Vertical Parallelism and the Networking Datapath

Updated: Aug 16

Tom Herbert, CTO, July 15, 2024

Last time we examined horizontal parallelism, this week we’ll take a look at its counterpart: vertical parallelism. Where horizontal parallelism works by processing packets in parallel, vertical parallelism is about processing different parts of a single packet in parallel. The figure below ilustrates verical parallelism

Example of vertical parallelism for processing with packets. There are five threads that can process different protocol layers (the colored blocks) of a packet in parallel

Example of vertical parallelism for processing packets. There are five threads that can process different protocol layers (the colored blocks) of a packet in parallel


An example of verical paralellism

Consider processing for a simple TCP/IP packet. A TCP/IP packet is composed of two protocol headers, maybe an IPv4 header followed by a TCP header. Per the requirements, the IPv4 header must be processed before the TCP header. However, if we take some liberty, technically we just need to produce the correct effects of in order processing. Internally, we could TCP and IP header in any crazy way as long as we maintain the outward appearance of being processed in order. This is the ticket for vertical parallelism, we process different protocol layers in parallel and make it seem like they were processed in order. But what would it even mean to process a Network Header and Transport Layer in parallel? To answer that question, we need to consider the actual processing.


Processing an IPv4 header is mostly about validating the fields in the header. We need to check the version number is 4, check the header length doesn’t exceed the bounds of the packet. maybe check the TTL and Flags are valid. Computationally, the most expensive processing is probably verifying the Header Checksum is correct. TCP processing is a little more involved, we need to perform similar verifications as IPv4 including validating the TCP checksum is correct, but also need to perform a lookup in the TCP five tuple to find the Protocol Control Block for a connection, and then processed the TCP segment per the TCP state machine.


The key is to determine which processing in IPv4 and TCP can be parallelized. It turns out, that’s pretty simple to do. Any processing that is stateless or doesn’t have ordering constraints is parallelizable.
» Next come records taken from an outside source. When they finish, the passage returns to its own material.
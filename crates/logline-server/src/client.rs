//! HTTP client for the gateway routes

use std::time::Duration;

use chrono::{DateTime, Utc};
use clap::Subcommand;
use logline_service::{
    BatchCreateLogLinesRequest, BatchCreateLogLinesResponse, CountResponse, CreateLogLineRequest,
    CreateLogLineResponse, LogLineHistories, LogLineView, LogLines,
};
use reqwest::{Client, Response, StatusCode, Url};
use serde::Serialize;
use serde::de::DeserializeOwned;
use thiserror::Error;
use tracing::debug;

/// Gateway address used when none is given
pub const DEFAULT_SERVER_URL: &str = "http://127.0.0.1:9090";

#[derive(Debug, Error)]
pub enum ClientError {
    #[error("Invalid gateway URL {url:?}: {reason}")]
    InvalidUrl { url: String, reason: String },

    #[error("Unable to reach gateway: {0}")]
    Transport(#[from] reqwest::Error),

    /// The gateway answered with an error status
    #[error("Gateway returned {status}: {message}")]
    Api { status: StatusCode, message: String },

    #[error("Unable to render response: {0}")]
    Render(#[from] serde_json::Error),
}

impl ClientError {
    /// Status code of a gateway error response
    pub fn status(&self) -> Option<StatusCode> {
        match self {
            Self::Api { status, .. } => Some(*status),
            Self::Transport(e) => e.status(),
            _ => None,
        }
    }
}

/// Typed client for one gateway
#[derive(Debug, Clone)]
pub struct LogClient {
    http: Client,
    base_url: Url,
}

impl LogClient {
    /// Client for the gateway at `base_url`; every request is bounded by `timeout`
    pub fn new(base_url: &str, timeout: Duration) -> Result<Self, ClientError> {
        let base_url = Url::parse(base_url).map_err(|e| ClientError::InvalidUrl {
            url: base_url.to_string(),
            reason: e.to_string(),
        })?;
        if base_url.cannot_be_a_base() {
            return Err(ClientError::InvalidUrl {
                url: base_url.to_string(),
                reason: "not a base URL".to_string(),
            });
        }
        let http = Client::builder().timeout(timeout).build()?;
        Ok(Self { http, base_url })
    }

    pub async fn create_log_line(
        &self,
        request: &CreateLogLineRequest,
    ) -> Result<CreateLogLineResponse, ClientError> {
        self.post(&["logs"], request).await
    }

    pub async fn batch_create_log_lines(
        &self,
        request: &BatchCreateLogLinesRequest,
    ) -> Result<BatchCreateLogLinesResponse, ClientError> {
        self.post(&["logs", "batch"], request).await
    }

    pub async fn get_log_line_count(&self) -> Result<CountResponse, ClientError> {
        self.get(&["logs", "count"], None).await
    }

    pub async fn get_log_line_by_key(&self, key: &str) -> Result<LogLineView, ClientError> {
        self.get(&["logs", "key", key], None).await
    }

    /// Lines whose key starts with `prefix`; an empty prefix lists every line
    pub async fn get_log_lines_by_prefix(&self, prefix: &str) -> Result<LogLines, ClientError> {
        self.get(&["logs", "prefix"], Some(("prefix", prefix))).await
    }

    pub async fn get_log_lines_by_bucket(&self, bucket: &str) -> Result<LogLines, ClientError> {
        self.get(&["logs", "bucket", bucket], None).await
    }

    pub async fn get_all_log_lines_history(&self) -> Result<LogLineHistories, ClientError> {
        self.get(&["logs", "history"], None).await
    }

    pub async fn get_last_n_log_lines_history(
        &self,
        n: usize,
    ) -> Result<LogLineHistories, ClientError> {
        let n = n.to_string();
        self.get(&["logs", "history", "last", &n], None).await
    }

    /// `/v1/{segments...}`, each segment percent-encoded
    fn route(&self, segments: &[&str]) -> Result<Url, ClientError> {
        let mut url = self.base_url.clone();
        url.path_segments_mut()
            .map_err(|()| ClientError::InvalidUrl {
                url: self.base_url.to_string(),
                reason: "not a base URL".to_string(),
            })?
            .pop_if_empty()
            .push("v1")
            .extend(segments);
        Ok(url)
    }

    async fn get<T: DeserializeOwned>(
        &self,
        segments: &[&str],
        query: Option<(&str, &str)>,
    ) -> Result<T, ClientError> {
        let url = self.route(segments)?;
        debug!(%url, "GET");
        let mut request = self.http.get(url);
        if let Some(pair) = query {
            request = request.query(&[pair]);
        }
        decode(request.send().await?).await
    }

    async fn post<B: Serialize, T: DeserializeOwned>(
        &self,
        segments: &[&str],
        body: &B,
    ) -> Result<T, ClientError> {
        let url = self.route(segments)?;
        debug!(%url, "POST");
        decode(self.http.post(url).json(body).send().await?).await
    }
}

async fn decode<T: DeserializeOwned>(response: Response) -> Result<T, ClientError> {
    let status = response.status();
    if status.is_success() {
        return Ok(response.json().await?);
    }
    let message = match response.json::<serde_json::Value>().await {
        Ok(body) => match body.get("error").and_then(|e| e.as_str()) {
            Some(error) => error.to_string(),
            None => body.to_string(),
        },
        Err(_) => status.canonical_reason().unwrap_or("unknown error").to_string(),
    };
    Err(ClientError::Api { status, message })
}

/// Requests the `client` subcommand can send
#[derive(Debug, Clone, Subcommand)]
pub enum ClientCommand {
    /// Add a single log line
    Add {
        #[arg(long)]
        source: String,

        #[arg(long)]
        value: String,

        /// Index the line under this bucket
        #[arg(long)]
        bucket: Option<String>,

        /// RFC 3339 creation time, now when omitted
        #[arg(long)]
        created_at: Option<DateTime<Utc>>,
    },

    /// Add a batch of lines given as JSON: `{"lines": [...]}` or a bare array
    Batch {
        #[arg(long, value_parser = parse_batch)]
        lines: BatchCreateLogLinesRequest,
    },

    /// Count stored log lines
    Count,

    /// Get a log line by key
    GetByKey { key: String },

    /// List log lines whose key starts with a prefix
    GetByPrefix {
        #[arg(default_value = "")]
        prefix: String,
    },

    /// List log lines of a bucket, ordered by creation time
    GetByBucket { bucket: String },

    /// History of every stored key
    HistoryAll,

    /// History of keys written by the last N transactions
    HistoryN {
        #[arg(short, long, default_value_t = 3)]
        number: usize,
    },
}

impl ClientCommand {
    /// Send the request and return the response as JSON
    pub async fn run(&self, client: &LogClient) -> Result<serde_json::Value, ClientError> {
        let value = match self {
            Self::Add {
                source,
                value,
                bucket,
                created_at,
            } => {
                let mut request =
                    CreateLogLineRequest::new(source, value, created_at.unwrap_or_else(Utc::now));
                request.bucket = bucket.clone();
                serde_json::to_value(client.create_log_line(&request).await?)?
            }
            Self::Batch { lines } => {
                serde_json::to_value(client.batch_create_log_lines(lines).await?)?
            }
            Self::Count => serde_json::to_value(client.get_log_line_count().await?)?,
            Self::GetByKey { key } => {
                serde_json::to_value(client.get_log_line_by_key(key).await?)?
            }
            Self::GetByPrefix { prefix } => {
                serde_json::to_value(client.get_log_lines_by_prefix(prefix).await?)?
            }
            Self::GetByBucket { bucket } => {
                serde_json::to_value(client.get_log_lines_by_bucket(bucket).await?)?
            }
            Self::HistoryAll => serde_json::to_value(client.get_all_log_lines_history().await?)?,
            Self::HistoryN { number } => {
                serde_json::to_value(client.get_last_n_log_lines_history(*number).await?)?
            }
        };
        Ok(value)
    }
}

fn parse_batch(raw: &str) -> Result<BatchCreateLogLinesRequest, String> {
    if let Ok(lines) = serde_json::from_str::<Vec<CreateLogLineRequest>>(raw) {
        return Ok(BatchCreateLogLinesRequest { lines });
    }
    serde_json::from_str(raw).map_err(|e| format!("invalid batch JSON: {e}"))
}
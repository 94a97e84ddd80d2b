//! Request and response types
//!
//! Payloads cross the wire as UTF-8 text; values read back from storage are
//! decoded lossily.

use chrono::{DateTime, Utc};
use logline_core::{LogLine, LogLineHistory, LogLineRevision, derive_line_key};
use logline_storage::BatchReport;
use serde::{Deserialize, Serialize};

use crate::error::{ServiceError, ServiceResult};

/// Request to create one log line
#[derive(Debug, Clone, PartialEq, Eq, Serialize, Deserialize)]
pub struct CreateLogLineRequest {
    /// Producer name, the first half of the derived key
    pub source: String,
    pub value: String,
    /// Secondary index bucket; absent or empty means "not indexed"
    #[serde(default)]
    pub bucket: Option<String>,
    pub created_at: DateTime<Utc>,
}

impl CreateLogLineRequest {
    pub fn new(
        source: impl Into<String>,
        value: impl Into<String>,
        created_at: DateTime<Utc>,
    ) -> Self {
        Self {
            source: source.into(),
            value: value.into(),
            bucket: None,
            created_at,
        }
    }

    pub fn with_bucket(mut self, bucket: impl Into<String>) -> Self {
        self.bucket = Some(bucket.into());
        self
    }

    /// Build the log line, deriving its key as `{source}_{created_at nanos}`
    pub fn to_log_line(&self) -> ServiceResult<LogLine> {
        if self.source.is_empty() {
            return Err(ServiceError::invalid_request("source must not be empty"));
        }
        let key = derive_line_key(&self.source, self.created_at).ok_or_else(|| {
            ServiceError::invalid_request(format!(
                "created_at {} is outside the representable range",
                self.created_at
            ))
        })?;
        let value = self.value.clone().into_bytes();

        Ok(match self.bucket.as_deref() {
            Some(bucket) => LogLine::with_bucket(bucket, key, value, self.created_at),
            None => LogLine::new(key, value),
        })
    }
}

#[derive(Debug, Clone, PartialEq, Eq, Serialize, Deserialize)]
pub struct CreateLogLineResponse {
    pub key: String,
}

#[derive(Debug, Clone, PartialEq, Eq, Serialize, Deserialize)]
pub struct BatchCreateLogLinesRequest {
    pub lines: Vec<CreateLogLineRequest>,
}

/// A batch line that was not persisted
#[derive(Debug, Clone, PartialEq, Eq, Serialize, Deserialize)]
pub struct LineFailure {
    pub key: String,
    pub error: String,
}

#[derive(Debug, Clone, PartialEq, Eq, Serialize, Deserialize)]
pub struct BatchCreateLogLinesResponse {
    /// Derived keys, in request order
    pub keys: Vec<String>,
    /// `atomic`, `fallback` or `empty`
    pub path: String,
    #[serde(default, skip_serializing_if = "Vec::is_empty")]
    pub failures: Vec<LineFailure>,
    /// Stored lines whose bucket index write failed
    #[serde(default, skip_serializing_if = "Vec::is_empty")]
    pub unindexed: Vec<LineFailure>,
}

impl BatchCreateLogLinesResponse {
    pub(crate) fn from_report(keys: Vec<String>, report: &BatchReport) -> Self {
        Self {
            keys,
            path: report.path.as_str().to_string(),
            failures: report
                .failures()
                .filter_map(|line| {
                    line.result.as_ref().err().map(|e| LineFailure {
                        key: line.key.clone(),
                        error: e.to_string(),
                    })
                })
                .collect(),
            unindexed: report
                .index_failures()
                .filter_map(|line| {
                    line.index_error.as_ref().map(|e| LineFailure {
                        key: line.key.clone(),
                        error: e.to_string(),
                    })
                })
                .collect(),
        }
    }
}

/// A log line as returned to callers
#[derive(Debug, Clone, PartialEq, Eq, Serialize, Deserialize)]
pub struct LogLineView {
    pub key: String,
    pub value: String,
    #[serde(default, skip_serializing_if = "Option::is_none")]
    pub bucket: Option<String>,
    #[serde(default, skip_serializing_if = "Option::is_none")]
    pub time: Option<DateTime<Utc>>,
}

impl From<&LogLine> for LogLineView {
    fn from(line: &LogLine) -> Self {
        Self {
            key: line.key().to_string(),
            value: String::from_utf8_lossy(line.value()).into_owned(),
            bucket: line.bucket().map(str::to_string),
            time: line.time(),
        }
    }
}

#[derive(Debug, Clone, PartialEq, Eq, Serialize, Deserialize)]
pub struct LogLines {
    pub log_lines: Vec<LogLineView>,
}

impl From<Vec<LogLine>> for LogLines {
    fn from(lines: Vec<LogLine>) -> Self {
        Self {
            log_lines: lines.iter().map(LogLineView::from).collect(),
        }
    }
}

#[derive(Debug, Clone, Copy, PartialEq, Eq, Serialize, Deserialize)]
pub struct CountResponse {
    pub total: u64,
}

#[derive(Debug, Clone, PartialEq, Eq, Serialize, Deserialize)]
pub struct RevisionView {
    pub tx: u64,
    pub value: String,
    pub revision: u64,
}

impl From<&LogLineRevision> for RevisionView {
    fn from(revision: &LogLineRevision) -> Self {
        Self {
            tx: revision.tx.as_u64(),
            value: String::from_utf8_lossy(&revision.value).into_owned(),
            revision: revision.revision,
        }
    }
}

#[derive(Debug, Clone, PartialEq, Eq, Serialize, Deserialize)]
pub struct HistoryView {
    pub key: String,
    pub revisions: Vec<RevisionView>,
}

impl From<LogLineHistory> for HistoryView {
    fn from(history: LogLineHistory) -> Self {
        Self {
            revisions: history.revisions.iter().map(RevisionView::from).collect(),
            key: history.key,
        }
    }
}

#[derive(Debug, Clone, PartialEq, Eq, Serialize, Deserialize)]
pub struct LogLineHistories {
    pub histories: Vec<HistoryView>,
}
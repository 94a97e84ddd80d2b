//! Batch add state machine and report
//!
//! ```text
//! AttemptAtomic --committed--> Done
//!       |
//!   conflict
//!       v
//! ConflictDetected --> FallbackSequential --> Done
//! ```
//!
//! Any other failure of the atomic attempt aborts the batch with an error
//! before the fallback is reached.

use crate::error::RepositoryError;
use crate::repository::AddOutcome;

/// Phase of a batch add
#[derive(Debug, Clone, Copy, PartialEq, Eq)]
pub enum BatchPhase {
    AttemptAtomic,
    ConflictDetected,
    FallbackSequential,
    Done,
}

/// What happened in the current phase
#[derive(Debug, Clone, Copy, PartialEq, Eq)]
pub enum BatchEvent {
    /// The atomic transaction committed
    Committed,
    /// The atomic transaction failed a precondition
    Conflict,
    /// The sequential fallback processed every line
    FallbackFinished,
}

impl BatchPhase {
    /// Next phase after `event`
    ///
    /// Events that do not apply to the current phase leave it unchanged.
    pub fn on(self, event: BatchEvent) -> BatchPhase {
        match (self, event) {
            (Self::AttemptAtomic, BatchEvent::Committed) => Self::Done,
            (Self::AttemptAtomic, BatchEvent::Conflict) => Self::ConflictDetected,
            (Self::ConflictDetected, _) => Self::FallbackSequential,
            (Self::FallbackSequential, BatchEvent::FallbackFinished) => Self::Done,
            (phase, _) => phase,
        }
    }
}

/// Which path persisted the batch
#[derive(Debug, Clone, Copy, PartialEq, Eq)]
pub enum BatchPath {
    /// Nothing to write
    Empty,
    /// One transaction for every line plus the counter
    Atomic,
    /// Line by line after a conflict
    Fallback,
}

impl BatchPath {
    pub fn as_str(&self) -> &'static str {
        match self {
            Self::Empty => "empty",
            Self::Atomic => "atomic",
            Self::Fallback => "fallback",
        }
    }
}

/// Outcome of one line of a batch
#[derive(Debug, Clone)]
pub struct LineReport {
    pub key: String,
    pub result: Result<AddOutcome, RepositoryError>,
    /// Set when the line was persisted but its bucket index write failed
    pub index_error: Option<RepositoryError>,
}

/// Outcome of a batch add, one entry per line in batch order
#[derive(Debug, Clone)]
pub struct BatchReport {
    pub path: BatchPath,
    pub lines: Vec<LineReport>,
}

impl BatchReport {
    pub(crate) fn new(path: BatchPath) -> Self {
        Self {
            path,
            lines: Vec::new(),
        }
    }

    pub(crate) fn record(
        &mut self,
        key: impl Into<String>,
        result: Result<AddOutcome, RepositoryError>,
    ) {
        self.lines.push(LineReport {
            key: key.into(),
            result,
            index_error: None,
        });
    }

    /// Keys that were persisted
    pub fn persisted_keys(&self) -> impl Iterator<Item = &str> {
        self.lines
            .iter()
            .filter(|line| line.result.is_ok())
            .map(|line| line.key.as_str())
    }

    /// Lines whose write failed
    pub fn failures(&self) -> impl Iterator<Item = &LineReport> {
        self.lines.iter().filter(|line| line.result.is_err())
    }

    /// Whether every line was persisted
    pub fn is_complete(&self) -> bool {
        self.failures().next().is_none()
    }

    /// Persisted lines missing from their bucket index
    pub fn index_failures(&self) -> impl Iterator<Item = &LineReport> {
        self.lines.iter().filter(|line| line.index_error.is_some())
    }

    /// The first index failure, if any
    ///
    /// Primary writes are durable either way; this only reports whether
    /// every bucketed line also reached its index.
    pub fn index_result(&self) -> Result<(), RepositoryError> {
        match self.index_failures().find_map(|line| line.index_error.clone()) {
            Some(e) => Err(e),
            None => Ok(()),
        }
    }
}
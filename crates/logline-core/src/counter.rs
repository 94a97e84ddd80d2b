//! Total-lines counter codec
//!
//! The counter lives under a reserved key as a fixed-width 8-byte
//! big-endian unsigned integer.

use bytes::Bytes;
use serde::{Deserialize, Serialize};

use crate::error::CounterError;

/// Encoded width of the counter value in bytes
pub const COUNTER_WIDTH: usize = 8;

/// Number of distinct log-line keys ever created
#[derive(
    Debug,
    Clone,
    Copy,
    PartialEq,
    Eq,
    PartialOrd,
    Ord,
    Hash,
    Default,
    Serialize,
    Deserialize,
    derive_more::Display,
)]
#[display("{_0}")]
pub struct LineCounter(pub u64);

impl LineCounter {
    /// The value written by initialization
    pub const ZERO: LineCounter = LineCounter(0);

    /// Decode a counter from its stored representation
    pub fn decode(raw: &[u8]) -> Result<Self, CounterError> {
        let bytes = <[u8; COUNTER_WIDTH]>::try_from(raw).map_err(|_| {
            CounterError::InvalidLength {
                expected: COUNTER_WIDTH,
                actual: raw.len(),
            }
        })?;
        Ok(Self(u64::from_be_bytes(bytes)))
    }

    /// Encode the counter for storage
    pub fn encode(&self) -> Bytes {
        Bytes::copy_from_slice(&self.0.to_be_bytes())
    }

    /// Counter advanced by `by`
    pub fn advanced(&self, by: u64) -> Result<Self, CounterError> {
        self.0
            .checked_add(by)
            .map(Self)
            .ok_or(CounterError::Overflow(self.0))
    }

    /// Raw value
    pub fn value(&self) -> u64 {
        self.0
    }
}

impl From<LineCounter> for u64 {
    fn from(counter: LineCounter) -> Self {
        counter.0
    }
}
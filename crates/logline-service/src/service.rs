//! Log service
//!
//! Request-level operations over a [`LogLineRepository`]. Each call is
//! bounded by the configured timeout, repository round trips included.

use std::future::Future;

use logline_core::{COUNTER_KEY, LogLine, VersionedKvStore};
use logline_storage::{LogLineRepository, RepositoryResult};
use tokio::time::timeout;
use tracing::{debug, info, instrument, warn};

use crate::config::ServiceConfig;
use crate::error::{ServiceError, ServiceResult};
use crate::types::{
    BatchCreateLogLinesRequest, BatchCreateLogLinesResponse, CountResponse, CreateLogLineRequest,
    CreateLogLineResponse, HistoryView, LogLineHistories, LogLineView, LogLines,
};

/// Log-line operations for request handlers
pub struct LogService<S> {
    repository: LogLineRepository<S>,
    config: ServiceConfig,
}

impl<S> Clone for LogService<S> {
    fn clone(&self) -> Self {
        Self {
            repository: self.repository.clone(),
            config: self.config.clone(),
        }
    }
}

impl<S: VersionedKvStore> LogService<S> {
    pub fn new(repository: LogLineRepository<S>, config: ServiceConfig) -> Self {
        Self { repository, config }
    }

    pub fn repository(&self) -> &LogLineRepository<S> {
        &self.repository
    }

    /// Store one line and return its derived key
    #[instrument(skip(self, request), fields(source = %request.source))]
    pub async fn create_log_line(
        &self,
        request: &CreateLogLineRequest,
    ) -> ServiceResult<CreateLogLineResponse> {
        let line = request.to_log_line()?;
        let outcome = self
            .bounded("create log line", self.repository.add(&line))
            .await?;
        info!(key = line.key(), outcome = outcome.as_str(), "Created log line");
        Ok(CreateLogLineResponse {
            key: line.key().to_string(),
        })
    }

    /// Store a batch of lines and return their derived keys in request order
    ///
    /// Lines that failed during a line-by-line fallback, and stored lines
    /// that missed their bucket index, are listed in the response instead
    /// of failing the whole call.
    #[instrument(skip(self, request), fields(lines = request.lines.len()))]
    pub async fn batch_create_log_lines(
        &self,
        request: &BatchCreateLogLinesRequest,
    ) -> ServiceResult<BatchCreateLogLinesResponse> {
        let lines = request
            .lines
            .iter()
            .map(CreateLogLineRequest::to_log_line)
            .collect::<ServiceResult<Vec<_>>>()?;
        let keys: Vec<String> = lines.iter().map(|line| line.key().to_string()).collect();

        let report = self
            .bounded("create log line batch", self.repository.add_batch(&lines))
            .await?;
        if let Err(e) = report.index_result() {
            warn!(error = %e, "Log line batch stored with missing index entries");
        }
        info!(path = report.path.as_str(), "Created log line batch");
        Ok(BatchCreateLogLinesResponse::from_report(keys, &report))
    }

    /// History of every stored line
    pub async fn get_all_log_lines_history(&self) -> ServiceResult<LogLineHistories> {
        let histories = async {
            let lines = self.repository.get_by_prefix("").await?;
            self.histories(lines).await
        };
        self.bounded("read all histories", histories).await
    }

    /// History of the lines touched by the last `n` transactions
    pub async fn get_last_n_log_lines_history(&self, n: usize) -> ServiceResult<LogLineHistories> {
        let histories = async {
            let lines = self.repository.get_last_n_log_lines(n).await?;
            self.histories(lines).await
        };
        self.bounded("read recent histories", histories).await
    }

    pub async fn get_log_line_count(&self) -> ServiceResult<CountResponse> {
        let total = self
            .bounded("count log lines", self.repository.count())
            .await?;
        Ok(CountResponse { total })
    }

    pub async fn get_log_line_by_key(&self, key: &str) -> ServiceResult<LogLineView> {
        let line = self
            .bounded("get log line", self.repository.get_by_key(key))
            .await?;
        Ok(LogLineView::from(&line))
    }

    /// Lines whose key starts with `prefix`, counter excluded
    pub async fn get_log_lines_by_prefix(&self, prefix: &str) -> ServiceResult<LogLines> {
        let lines = self
            .bounded("scan log lines", self.repository.get_by_prefix(prefix))
            .await?;
        Ok(without_counter(lines).into())
    }

    pub async fn get_log_lines_by_bucket(&self, bucket: &str) -> ServiceResult<LogLines> {
        let lines = self
            .bounded("read bucket", self.repository.get_by_bucket(bucket))
            .await?;
        Ok(lines.into())
    }

    async fn histories(&self, lines: Vec<LogLine>) -> RepositoryResult<LogLineHistories> {
        let mut histories = Vec::with_capacity(lines.len());
        for line in without_counter(lines) {
            let history = self.repository.history(line.key()).await?;
            histories.push(HistoryView::from(history));
        }
        debug!(lines = histories.len(), "Assembled histories");
        Ok(LogLineHistories { histories })
    }

    async fn bounded<T, F>(&self, operation: &'static str, call: F) -> ServiceResult<T>
    where
        F: Future<Output = RepositoryResult<T>>,
    {
        let limit = self.config.call_timeout();
        match timeout(limit, call).await {
            Ok(result) => result.map_err(|e| {
                warn!(operation, error = %e, "Repository call failed");
                ServiceError::from(e)
            }),
            Err(_) => {
                warn!(operation, timeout = ?limit, "Repository call timed out");
                Err(ServiceError::Timeout {
                    operation,
                    timeout: limit,
                })
            }
        }
    }
}

fn without_counter(lines: Vec<LogLine>) -> Vec<LogLine> {
    lines
        .into_iter()
        .filter(|line| line.key() != COUNTER_KEY)
        .collect()
}
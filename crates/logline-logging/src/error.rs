//! Error types for logline-logging

use std::io;
use std::path::PathBuf;

use thiserror::Error;

/// Errors raised while installing the tracing subscriber
#[derive(Debug, Error)]
pub enum LoggingError {
    #[error("Unable to create log directory {path:?}: {source}")]
    CreateDirectory { path: PathBuf, source: io::Error },

    #[error("Unable to create log file {path:?}: {source}")]
    CreateFile { path: PathBuf, source: io::Error },

    #[error("Unable to create rolling log file: {0}")]
    Appender(#[from] tracing_appender::rolling::InitError),

    #[error("Invalid log filter {directives:?}: {reason}")]
    InvalidFilter { directives: String, reason: String },

    #[error("Global subscriber already installed: {0}")]
    AlreadyInitialized(String),
}

/// Result type alias for logging setup
pub type LoggingResult<T> = Result<T, LoggingError>;
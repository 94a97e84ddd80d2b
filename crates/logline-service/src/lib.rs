//! # Logline Service
//!
//! Request-level operations for the logline store.
//!
//! [`LogService`] sits between a transport (the HTTP gateway in
//! `logline-server`) and the repository. It derives line keys from the
//! request's source and creation time, filters the reserved counter key out
//! of listings, assembles histories and bounds every call with a timeout.
//!
//! ## Example
//!
//! ```rust,ignore
//! use logline_service::{CreateLogLineRequest, LogService, ServiceConfig};
//!
//! let service = LogService::new(repository, ServiceConfig::default());
//! let response = service
//!     .create_log_line(&CreateLogLineRequest::new("api", "started", chrono::Utc::now()))
//!     .await?;
//! println!("stored as {}", response.key);
//! ```

pub mod config;
pub mod error;
pub mod service;
pub mod types;

pub use config::{DEFAULT_CALL_TIMEOUT_MS, ServiceConfig};
pub use error::{ServiceError, ServiceResult};
pub use service::LogService;
pub use types::*;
So the processing for IPv4 that validates the header can run in parallel with TCP validations including the TCP checksum. The part that cannot be parallelized is the TCP state machine processing and updating of the TCP PCB– in other words the IPv4 processing must complete and have successfully validated the IPv4 header before TCP processing can affect the connection state. This model of parallelism scales to any number of protocol headers and even includes sub-protocols like TLVs where the effect is that the individual TLVs have been properly processed in order.


Extending veritical parallelism

Applying this model we are able to “find” a whole bunch of fine grained parallelism. But there’s a catch: we need a mechanism to synchronize processing that cannot be parallelized. For instance, in the TCP/IPv4 example, we need a synchronization mechanism to instruct TCP processing to wait for IP processing to complete before committing changes to the PCB. We have tailored a mechanism tailored to the unique characteristics of serial data processing called dependencies. That will be the topic for the next blog.


Vertical parallelism is a form of fine grained parallelism. Processing of a protocol layer can be counted in tens of cycles, so we really need a low overhead infrastructure to create parallel threads and handle the synchronization mechanism. In other words, we need to achieve the benefits we need to architect the system around the solution in a Domain Specific Architecture (we’ll talk about the details of such a solution later). We can also combine horizontal and vertical parallelism in hybrid parallelism (I suppose we could call that diagonal parallelism to be complete ;-) ). This gives us the best of both worlds: horizontal parallelism benefits packet processing throughput and vertical parallelism optimizes per packet latency.


Processing eight packets using hybrid parallelism

Example of hybrid parallelism. Eight packets are being processed. The are two threads for pocessing in verical parallelism, and two packets can be processed in horizontal parallelism.


SiPanda

SiPanda was created to rethink the network datapath and bring both flexibility and wire-speed performance at scale to networking infrastructure. The SiPanda architecture enables data center infrastructure operators and application architects to build solutions for cloud service providers to edge compute (5G) that don’t require the compromises inherent in today’s network solutions. For more information, please visit www.sipanda.io. If you want to find out more about PANDA, you can email us at panda@sipanda.io. IP described here is covered by patent USPTO 12,026,546 and other patents pending.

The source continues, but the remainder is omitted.